# WORK TO COMPLETE:
Your answer should be every line of the records that contains the word "Backend".

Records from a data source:
============

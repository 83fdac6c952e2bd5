//! In-memory candidate graph storage
//!
//! Nodes and edges live in append-only arenas; ids are assigned
//! sequentially and never reused (the ingestion lifecycle never deletes).
//! Two secondary indexes are maintained inline:
//!
//! - kind index: NodeKind -> node ids in creation order (the search
//!   traversal order, and the ranker's tie-break order)
//! - natural-key index: (NodeKind, key) -> NodeId, backing `merge_node`
//!   upserts so concurrent ingestions cannot race into duplicate entity
//!   nodes

use super::edge::Edge;
use super::node::Node;
use super::property::PropertyMap;
use super::types::{EdgeId, NodeId, NodeKind, RelType};
use rustc_hash::FxHashMap;
use thiserror::Error;

/// Errors that can occur during graph operations
#[derive(Error, Debug, PartialEq)]
pub enum GraphError {
    #[error("Node {0} not found")]
    NodeNotFound(NodeId),

    #[error("Edge {0} not found")]
    EdgeNotFound(EdgeId),

    #[error("Invalid edge: source node {0} does not exist")]
    InvalidEdgeSource(NodeId),

    #[error("Invalid edge: target node {0} does not exist")]
    InvalidEdgeTarget(NodeId),

    #[error("Node kind {0} has no natural key and cannot be merged")]
    NotDeduplicated(NodeKind),
}

pub type GraphResult<T> = Result<T, GraphError>;

/// In-memory candidate graph store
#[derive(Debug, Default)]
pub struct GraphStore {
    /// Node arena; NodeId(n) lives at index n-1
    nodes: Vec<Node>,

    /// Edge arena; EdgeId(n) lives at index n-1
    edges: Vec<Edge>,

    /// Outgoing edges for each node (adjacency list, parallel to `nodes`)
    outgoing: Vec<Vec<EdgeId>>,

    /// Incoming edges for each node (adjacency list, parallel to `nodes`)
    incoming: Vec<Vec<EdgeId>>,

    /// Kind index: node ids in creation order
    kind_index: FxHashMap<NodeKind, Vec<NodeId>>,

    /// Natural-key index for deduplicated kinds
    natural_keys: FxHashMap<(NodeKind, String), NodeId>,

    /// The singleton sentinel node, once created
    sentinel: Option<NodeId>,
}

impl GraphStore {
    /// Create a new empty graph store
    pub fn new() -> Self {
        GraphStore {
            nodes: Vec::with_capacity(1024),
            edges: Vec::with_capacity(4096),
            outgoing: Vec::with_capacity(1024),
            incoming: Vec::with_capacity(1024),
            kind_index: FxHashMap::default(),
            natural_keys: FxHashMap::default(),
            sentinel: None,
        }
    }

    fn node_index(&self, id: NodeId) -> Option<usize> {
        let raw = id.as_u64();
        if raw >= 1 && (raw as usize) <= self.nodes.len() {
            Some((raw - 1) as usize)
        } else {
            None
        }
    }

    fn edge_index(&self, id: EdgeId) -> Option<usize> {
        let raw = id.as_u64();
        if raw >= 1 && (raw as usize) <= self.edges.len() {
            Some((raw - 1) as usize)
        } else {
            None
        }
    }

    /// Create a node with an auto-generated id
    pub fn create_node(&mut self, kind: NodeKind) -> NodeId {
        self.create_node_with_properties(kind, PropertyMap::new())
    }

    /// Create a node with an auto-generated id and initial properties
    pub fn create_node_with_properties(
        &mut self,
        kind: NodeKind,
        properties: PropertyMap,
    ) -> NodeId {
        let node_id = NodeId::new(self.nodes.len() as u64 + 1);
        let node = Node::new_with_properties(node_id, kind, properties);

        self.kind_index.entry(kind).or_default().push(node_id);
        self.nodes.push(node);
        self.outgoing.push(Vec::new());
        self.incoming.push(Vec::new());

        node_id
    }

    /// Create-if-absent-else-reuse against the natural-key index.
    ///
    /// Returns the node id and whether the node was created by this call.
    /// On reuse the stored properties are left untouched (first write
    /// wins, as `MERGE ... ON CREATE SET` semantics demand).
    pub fn merge_node(
        &mut self,
        kind: NodeKind,
        natural_key: &str,
        properties: PropertyMap,
    ) -> GraphResult<(NodeId, bool)> {
        if !kind.is_deduplicated() {
            return Err(GraphError::NotDeduplicated(kind));
        }

        let key = (kind, natural_key.to_string());
        if let Some(&existing) = self.natural_keys.get(&key) {
            return Ok((existing, false));
        }

        let node_id = self.create_node_with_properties(kind, properties);
        self.natural_keys.insert(key, node_id);
        Ok((node_id, true))
    }

    /// Look up a deduplicated node by its natural key
    pub fn find_by_natural_key(&self, kind: NodeKind, natural_key: &str) -> Option<NodeId> {
        self.natural_keys
            .get(&(kind, natural_key.to_string()))
            .copied()
    }

    /// Get the singleton sentinel node, creating it on first use
    pub fn ensure_sentinel(&mut self) -> NodeId {
        if let Some(id) = self.sentinel {
            return id;
        }
        let mut props = PropertyMap::new();
        props.insert("name".to_string(), "N/A".into());
        let id = self.create_node_with_properties(NodeKind::Unknown, props);
        self.sentinel = Some(id);
        id
    }

    /// Get the sentinel node id, if one has been created
    pub fn sentinel(&self) -> Option<NodeId> {
        self.sentinel
    }

    /// Get a node by id
    pub fn get_node(&self, id: NodeId) -> Option<&Node> {
        self.node_index(id).map(|idx| &self.nodes[idx])
    }

    /// Get a mutable node by id
    pub fn get_node_mut(&mut self, id: NodeId) -> Option<&mut Node> {
        self.node_index(id).map(|idx| &mut self.nodes[idx])
    }

    /// Check if a node exists
    pub fn has_node(&self, id: NodeId) -> bool {
        self.node_index(id).is_some()
    }

    /// Create a directed edge between two existing nodes
    pub fn create_edge(
        &mut self,
        source: NodeId,
        target: NodeId,
        rel_type: RelType,
    ) -> GraphResult<EdgeId> {
        self.create_edge_with_properties(source, target, rel_type, PropertyMap::new())
    }

    /// Create a directed edge with properties between two existing nodes
    pub fn create_edge_with_properties(
        &mut self,
        source: NodeId,
        target: NodeId,
        rel_type: RelType,
        properties: PropertyMap,
    ) -> GraphResult<EdgeId> {
        let source_idx = self
            .node_index(source)
            .ok_or(GraphError::InvalidEdgeSource(source))?;
        let target_idx = self
            .node_index(target)
            .ok_or(GraphError::InvalidEdgeTarget(target))?;

        let edge_id = EdgeId::new(self.edges.len() as u64 + 1);
        let edge = Edge::new_with_properties(edge_id, source, target, rel_type, properties);

        self.edges.push(edge);
        self.outgoing[source_idx].push(edge_id);
        self.incoming[target_idx].push(edge_id);

        Ok(edge_id)
    }

    /// Get an edge by id
    pub fn get_edge(&self, id: EdgeId) -> Option<&Edge> {
        self.edge_index(id).map(|idx| &self.edges[idx])
    }

    /// All outgoing edges of a node, in creation order
    pub fn outgoing_edges(&self, node_id: NodeId) -> Vec<&Edge> {
        match self.node_index(node_id).map(|idx| &self.outgoing[idx]) {
            Some(edge_ids) => edge_ids
                .iter()
                .filter_map(|&id| self.get_edge(id))
                .collect(),
            None => Vec::new(),
        }
    }

    /// All incoming edges of a node, in creation order
    pub fn incoming_edges(&self, node_id: NodeId) -> Vec<&Edge> {
        match self.node_index(node_id).map(|idx| &self.incoming[idx]) {
            Some(edge_ids) => edge_ids
                .iter()
                .filter_map(|&id| self.get_edge(id))
                .collect(),
            None => Vec::new(),
        }
    }

    /// Outgoing edges of a node filtered by relationship type
    pub fn edges_from(&self, node_id: NodeId, rel_type: RelType) -> Vec<&Edge> {
        self.outgoing_edges(node_id)
            .into_iter()
            .filter(|e| e.rel_type == rel_type)
            .collect()
    }

    /// Target nodes reachable from a node over a relationship type,
    /// paired with the traversed edge
    pub fn neighbors_via(&self, node_id: NodeId, rel_type: RelType) -> Vec<(&Edge, &Node)> {
        self.edges_from(node_id, rel_type)
            .into_iter()
            .filter_map(|e| self.get_node(e.target).map(|n| (e, n)))
            .collect()
    }

    /// Node ids of a kind, in creation order
    pub fn node_ids_by_kind(&self, kind: NodeKind) -> &[NodeId] {
        self.kind_index
            .get(&kind)
            .map(|ids| ids.as_slice())
            .unwrap_or(&[])
    }

    /// Nodes of a kind, in creation order
    pub fn nodes_by_kind(&self, kind: NodeKind) -> Vec<&Node> {
        self.node_ids_by_kind(kind)
            .iter()
            .filter_map(|&id| self.get_node(id))
            .collect()
    }

    /// Total number of nodes
    pub fn node_count(&self) -> usize {
        self.nodes.len()
    }

    /// Total number of edges
    pub fn edge_count(&self) -> usize {
        self.edges.len()
    }
}
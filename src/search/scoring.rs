//! Relevance scoring
//!
//! A pure function over the collected match sets: no store access, no
//! I/O. Each criterion contributes a raw score and a base weight; the
//! total renormalizes the weights over the criteria that actually
//! contributed (similarity is always treated as contributing).

use super::engine::CandidateMatch;
use super::params::Criteria;
use serde::{Deserialize, Serialize};

const SKILL_WEIGHT: f64 = 0.30;
const ROLE_WEIGHT: f64 = 0.25;
const LOCATION_WEIGHT: f64 = 0.15;
const EDUCATION_WEIGHT: f64 = 0.10;
const SIMILARITY_WEIGHT: f64 = 0.20;

/// Per-criterion scores plus the renormalized total
#[derive(Debug, Clone, Copy, Default, PartialEq, Serialize, Deserialize)]
#[serde(rename_all = "camelCase")]
pub struct CriterionScores {
    pub skill_score: f64,
    pub role_score: f64,
    pub location_score: f64,
    pub education_score: f64,
    pub similarity_score: f64,
    pub total_score: f64,
}

/// Cosine similarity between two vectors; 0.0 when either has zero norm.
pub fn cosine_similarity(a: &[f32], b: &[f32]) -> f64 {
    let mut dot = 0.0f64;
    let mut norm_a = 0.0f64;
    let mut norm_b = 0.0f64;

    for (x, y) in a.iter().zip(b.iter()) {
        dot += (*x as f64) * (*y as f64);
        norm_a += (*x as f64) * (*x as f64);
        norm_b += (*y as f64) * (*y as f64);
    }

    if norm_a <= 0.0 || norm_b <= 0.0 {
        return 0.0;
    }
    dot / (norm_a.sqrt() * norm_b.sqrt())
}

/// Score one gated candidate against the requested criteria.
///
/// `query_embedding` is the embedding of the concatenated textual
/// representation of all requested criteria, or `None` when the query
/// text was empty.
pub fn score_candidate(
    criteria: &Criteria,
    candidate: &CandidateMatch,
    query_embedding: Option<&[f32]>,
) -> CriterionScores {
    let mut scores = CriterionScores::default();

    // name match is purely a gate; nothing further discriminates
    if criteria.name_only() {
        scores.total_score = 1.0;
        return scores;
    }

    if !criteria.skills.is_empty() {
        scores.skill_score = candidate.matched_skills.len() as f64 / criteria.skills.len() as f64;
    }

    if !criteria.roles.is_empty() {
        scores.role_score = candidate.matched_roles.len() as f64 / criteria.roles.len() as f64;
    }

    if !criteria.locations.is_empty() {
        let satisfied = criteria
            .locations
            .iter()
            .filter(|requested| {
                let requested_lower = requested.to_lowercase();
                candidate
                    .locations
                    .iter()
                    .any(|loc| loc.matches(&requested_lower))
            })
            .count();
        scores.location_score = (satisfied as f64 / criteria.locations.len() as f64).min(1.0);
    }

    if !criteria.education.is_empty() {
        let satisfied = criteria
            .education
            .iter()
            .filter(|requested| {
                let requested_lower = requested.to_lowercase();
                candidate
                    .education
                    .iter()
                    .any(|edu| edu.matches(&requested_lower))
            })
            .count();
        scores.education_score = (satisfied as f64 / criteria.education.len() as f64).min(1.0);
    }

    if let (Some(query), Some(candidate_embedding)) = (query_embedding, &candidate.embedding) {
        scores.similarity_score = cosine_similarity(query, candidate_embedding);
    }

    scores.total_score = total_score(&scores);
    scores
}

/// Weighted total over the active criteria only. A criterion is active
/// when its score is nonzero; similarity is always active. With nothing
/// contributing at all, the total is 0.
fn total_score(scores: &CriterionScores) -> f64 {
    let entries = [
        ("skill", scores.skill_score, SKILL_WEIGHT),
        ("role", scores.role_score, ROLE_WEIGHT),
        ("location", scores.location_score, LOCATION_WEIGHT),
        ("education", scores.education_score, EDUCATION_WEIGHT),
        ("similarity", scores.similarity_score, SIMILARITY_WEIGHT),
    ];

    if !entries.iter().any(|(_, score, _)| *score > 0.0) {
        return 0.0;
    }

    let active = |name: &str, score: f64| score > 0.0 || name == "similarity";
    let weight_sum: f64 = entries
        .iter()
        .filter(|(name, score, _)| active(name, *score))
        .map(|(_, _, weight)| weight)
        .sum();
    entries
        .iter()
        .filter(|(name, score, _)| active(name, *score))
        .map(|(_, score, weight)| score * weight)
        .sum::<f64>()
        / weight_sum
}
use async_trait::async_trait;
use std::collections::hash_map::DefaultHasher;
use std::hash::{Hash, Hasher};
use std::sync::Arc;
use talentgraph::embed::{EmbedResult, EmbeddingProvider};
use talentgraph::search::TextCriterion;
use talentgraph::{SearchParams, ServiceConfig, TalentGraphService};

/// Deterministic local embedder for the demo: hashes tokens into a fixed
/// number of buckets and L2-normalizes. Stands in for the real provider
/// so the demo runs without a network.
struct DemoEmbedder;

const DEMO_DIMENSIONS: usize = 64;

#[async_trait]
impl EmbeddingProvider for DemoEmbedder {
    async fn embed(&self, text: &str) -> EmbedResult<Vec<f32>> {
        let mut vector = vec![0.0f32; DEMO_DIMENSIONS];
        for token in text.split_whitespace() {
            let mut hasher = DefaultHasher::new();
            token.to_lowercase().hash(&mut hasher);
            vector[(hasher.finish() as usize) % DEMO_DIMENSIONS] += 1.0;
        }
        let norm: f32 = vector.iter().map(|x| x * x).sum::<f32>().sqrt();
        if norm > 0.0 {
            for x in &mut vector {
                *x /= norm;
            }
        }
        Ok(vector)
    }

    fn dimensions(&self) -> usize {
        DEMO_DIMENSIONS
    }
}

const SAMPLE_REPORT: &str = "\
=== CANDIDATE PROFILE ===
Name: Jane Doe
Gender: Female
Age: N/A
E-mail: jane.doe@example.com
Phone number: +91 98765 43210
Location: Bangalore, Karnataka, India
Preferred Location: N/A
Years of Experience: 4.5
Current/Last Designation: Senior Backend Engineer
Current/Last Employer: Acme Corp
Previous Employer: Globex
- Initech

=== EDUCATION ===
Institution: IIT Bombay
- Degree/Program: B.Tech Computer Science
- Year of Passing: 2019

=== SKILLS ===
Programming Languages:
Python
Go
Databases:
PostgreSQL

=== LANGUAGES ===
English, Hindi

=== PROJECTS ===
1. Fraud detection pipeline on streaming data

=== ACHIEVEMENTS ===
Best engineer award 2022

=== SUITABLE ROLES ===
Backend Engineer, Platform Engineer

=== LINKS ===
[GitHub]: https://github.com/janedoe
";

#[tokio::main]
async fn main() -> anyhow::Result<()> {
    tracing_subscriber::fmt::init();

    println!("TalentGraph v{}", talentgraph::version());
    println!("=========================================");
    println!();

    let service =
        TalentGraphService::with_embedder(ServiceConfig::default(), Arc::new(DemoEmbedder));

    // Write path: ingest a sample report
    let candidate_id = service
        .ingest(
            SAMPLE_REPORT,
            "https://files.example.com/jane_doe.pdf",
            "https://files.example.com/jane_doe_analysis.pdf",
            4.5,
        )
        .await?;
    println!("Ingested candidate {}", candidate_id);

    {
        let store = service.store();
        let store = store.read().await;
        println!(
            "Graph now holds {} nodes and {} edges",
            store.node_count(),
            store.edge_count()
        );
    }
    println!();

    // Read path: multi-criteria search
    let params = SearchParams {
        skills: Some(vec!["python".to_string(), "rust".to_string()]),
        role: Some(vec!["Backend Engineer".to_string()]),
        location: Some(vec!["Bangalore".to_string()]),
        ..SearchParams::default()
    };
    let results = service.search(&params, 1.0, Some(10.0), None, 0.2).await?;

    println!("Search returned {} candidate(s):", results.len());
    for (i, result) in results.iter().enumerate() {
        println!(
            "{}. {} ({} yrs) total {:.3}",
            i + 1,
            result.name,
            result.years_experience,
            result.scores.total_score
        );
        println!(
            "   skills {:?} of {:?}, roles {:?}",
            result.matched_skills, result.total_skills, result.matched_roles
        );
        println!(
            "   skill {:.2} role {:.2} location {:.2} education {:.2} similarity {:.2}",
            result.scores.skill_score,
            result.scores.role_score,
            result.scores.location_score,
            result.scores.education_score,
            result.scores.similarity_score
        );
    }

    // A name-only search is purely a gate: total score is exactly 1.0
    let params = SearchParams {
        name: Some(TextCriterion::One("Jane".to_string())),
        ..SearchParams::default()
    };
    let results = service.search(&params, 0.0, None, None, 0.4).await?;
    println!();
    println!(
        "Name-only search matched {} candidate(s) at total score {:.1}",
        results.len(),
        results.first().map(|r| r.scores.total_score).unwrap_or(0.0)
    );

    Ok(())
}
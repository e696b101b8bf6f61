//! Invocation options
//!
//! Raw, not-yet-validated settings for one preflight run. Target and mode stay
//! strings here; the toolchain crate turns them into closed enumerations.

use std::path::PathBuf;

/// Default target triple
pub const DEFAULT_TARGET: &str = "aarch64-linux-android";

/// Default validation mode
pub const DEFAULT_MODE: &str = "auto";

/// Options for a single preflight run
#[derive(Debug, Clone)]
pub struct PreflightOptions {
    /// Requested target triple
    pub target: String,
    /// Requested validation mode
    pub mode: String,
    /// Run the build-check command after preflight
    pub run_check: bool,
    /// Diagnose an existing log instead of probing the live toolchain
    pub diagnose_log: Option<PathBuf>,
    /// Where to write the JSON report, if anywhere
    pub report_output: Option<PathBuf>,
    /// Project root holding `.cargo/config.toml`
    pub project_dir: PathBuf,
}

impl Default for PreflightOptions {
    fn default() -> Self {
        Self {
            target: DEFAULT_TARGET.to_string(),
            mode: DEFAULT_MODE.to_string(),
            run_check: false,
            diagnose_log: None,
            report_output: None,
            project_dir: PathBuf::from("."),
        }
    }
}

impl PreflightOptions {
    /// Only a captured log is being diagnosed; live toolchain probes are skipped
    pub fn is_diagnose_only(&self) -> bool {
        self.diagnose_log.is_some()
    }
}
//! Build failure diagnosis
//!
//! Matches a captured build log against a fixed table of failure signatures.
//! Every rule is evaluated against every log; each match contributes its own
//! detection and remediation steps.

use std::path::Path;

use regex::RegexSet;
use tracing::{debug, info};

use droid_preflight_core::Findings;
use droid_preflight_toolchain::{ndk, HostEnv, ResolvedMode, TargetTriple};

use crate::BuildError;

/// Bumped whenever a rule is added or its signatures change
pub const RULE_TABLE_VERSION: u32 = 1;

/// Inputs a rule may use to phrase its findings
pub struct DiagnosisContext<'a> {
    pub target: TargetTriple,
    pub mode: ResolvedMode,
    pub env: &'a HostEnv,
}

/// One known failure class
pub struct Rule {
    pub id: &'static str,
    /// Alternatives; any match triggers the rule
    pub signatures: &'static [&'static str],
    pub detection: fn(&DiagnosisContext) -> String,
    pub remedy: fn(&DiagnosisContext) -> Vec<String>,
}

/// The rule table, in reporting order
pub const RULES: &[Rule] = &[
    Rule {
        id: "compiler-lookup",
        signatures: &[
            r#"failed to find tool \\?"[A-Za-z0-9_.]+-linux-android(?:eabi)?[0-9]*-clang(?:\+\+)?\\?""#,
            r"Is `[A-Za-z0-9_.]+-linux-android(?:eabi)?[0-9]*-clang(?:\+\+)?` installed\?",
        ],
        detection: |ctx| {
            format!(
                "C compiler lookup failed: build scripts could not find `{}` for {}",
                ctx.target.compiler_tool(),
                ctx.target
            )
        },
        remedy: |ctx| ndk::linker_remediation(ctx.target, ctx.mode, ctx.env),
    },
    Rule {
        id: "linker-not-found",
        signatures: &[
            r"linker `[^`]+` not found",
            r"(?i)could not find (?:the )?linker",
            r"(?i)unable to find (?:a )?linker",
            r"(?i)error: linker '[^']+' not found",
        ],
        detection: |ctx| format!("Linker for {} was not found", ctx.target),
        remedy: |ctx| ndk::linker_remediation(ctx.target, ctx.mode, ctx.env),
    },
    Rule {
        id: "missing-target-std",
        signatures: &[
            r"can't find crate for `std`",
            r"can't find crate for `core`",
            r"target may not be installed",
        ],
        detection: |ctx| format!("Rust standard library for {} is not installed", ctx.target),
        remedy: |ctx| vec![ndk::install_target_command(ctx.target)],
    },
    Rule {
        id: "missing-executable",
        signatures: &[
            r"could not execute process `[^`]+`",
            r"Os \{ code: 2, kind: NotFound",
            r"(?m)^\s*(?:Caused by:\s*)?No such file or directory \(os error 2\)\s*$",
        ],
        detection: |ctx| {
            format!(
                "An executable in the build chain is missing; check that {} and {} point at real files",
                ctx.target.linker_env_var(),
                ctx.target.cc_env_var()
            )
        },
        remedy: |_| Vec::new(),
    },
];

struct CompiledRule {
    rule: &'static Rule,
    matcher: RegexSet,
}

/// Compiled rule table
pub struct DiagnosticEngine {
    rules: Vec<CompiledRule>,
}

impl DiagnosticEngine {
    /// Compile the rule table
    pub fn new() -> Result<Self, BuildError> {
        let rules = RULES
            .iter()
            .map(|rule| {
                RegexSet::new(rule.signatures)
                    .map(|matcher| CompiledRule { rule, matcher })
                    .map_err(|e| BuildError::Signature { rule: rule.id, source: e })
            })
            .collect::<Result<Vec<_>, _>>()?;

        Ok(Self { rules })
    }

    /// Ids of every rule matching `log`, in table order
    pub fn matching_rules(&self, log: &str) -> Vec<&'static str> {
        self.rules
            .iter()
            .filter(|compiled| compiled.matcher.is_match(log))
            .map(|compiled| compiled.rule.id)
            .collect()
    }

    /// Record detections and suggestions for `log`; returns the number of matches
    pub fn diagnose(&self, log: &str, ctx: &DiagnosisContext, findings: &mut Findings) -> usize {
        let mut matched = 0;
        for compiled in &self.rules {
            if !compiled.matcher.is_match(log) {
                continue;
            }
            debug!("Rule {} matched", compiled.rule.id);
            matched += 1;
            findings.detect((compiled.rule.detection)(ctx));
            findings.suggest_all((compiled.rule.remedy)(ctx));
        }
        matched
    }

    /// Diagnose a log file; the file must exist
    pub fn diagnose_file(&self, path: &Path, ctx: &DiagnosisContext, findings: &mut Findings) -> Result<usize, BuildError> {
        if !path.is_file() {
            return Err(BuildError::LogNotFound(path.to_path_buf()));
        }

        let bytes = std::fs::read(path)?;
        let log = String::from_utf8_lossy(&bytes);
        let matched = self.diagnose(&log, ctx, findings);

        if matched == 0 {
            info!("No known failure signature in {:?}", path);
        } else {
            info!("{} failure signature(s) matched in {:?}", matched, path);
        }
        Ok(matched)
    }
}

============

# ANSWER TO THIS TASK:
Current/Last Designation: Senior Backend Engineer
Backend Engineer, Platform Engineer
        role: Some(vec!["Backend Engineer".to_string()]),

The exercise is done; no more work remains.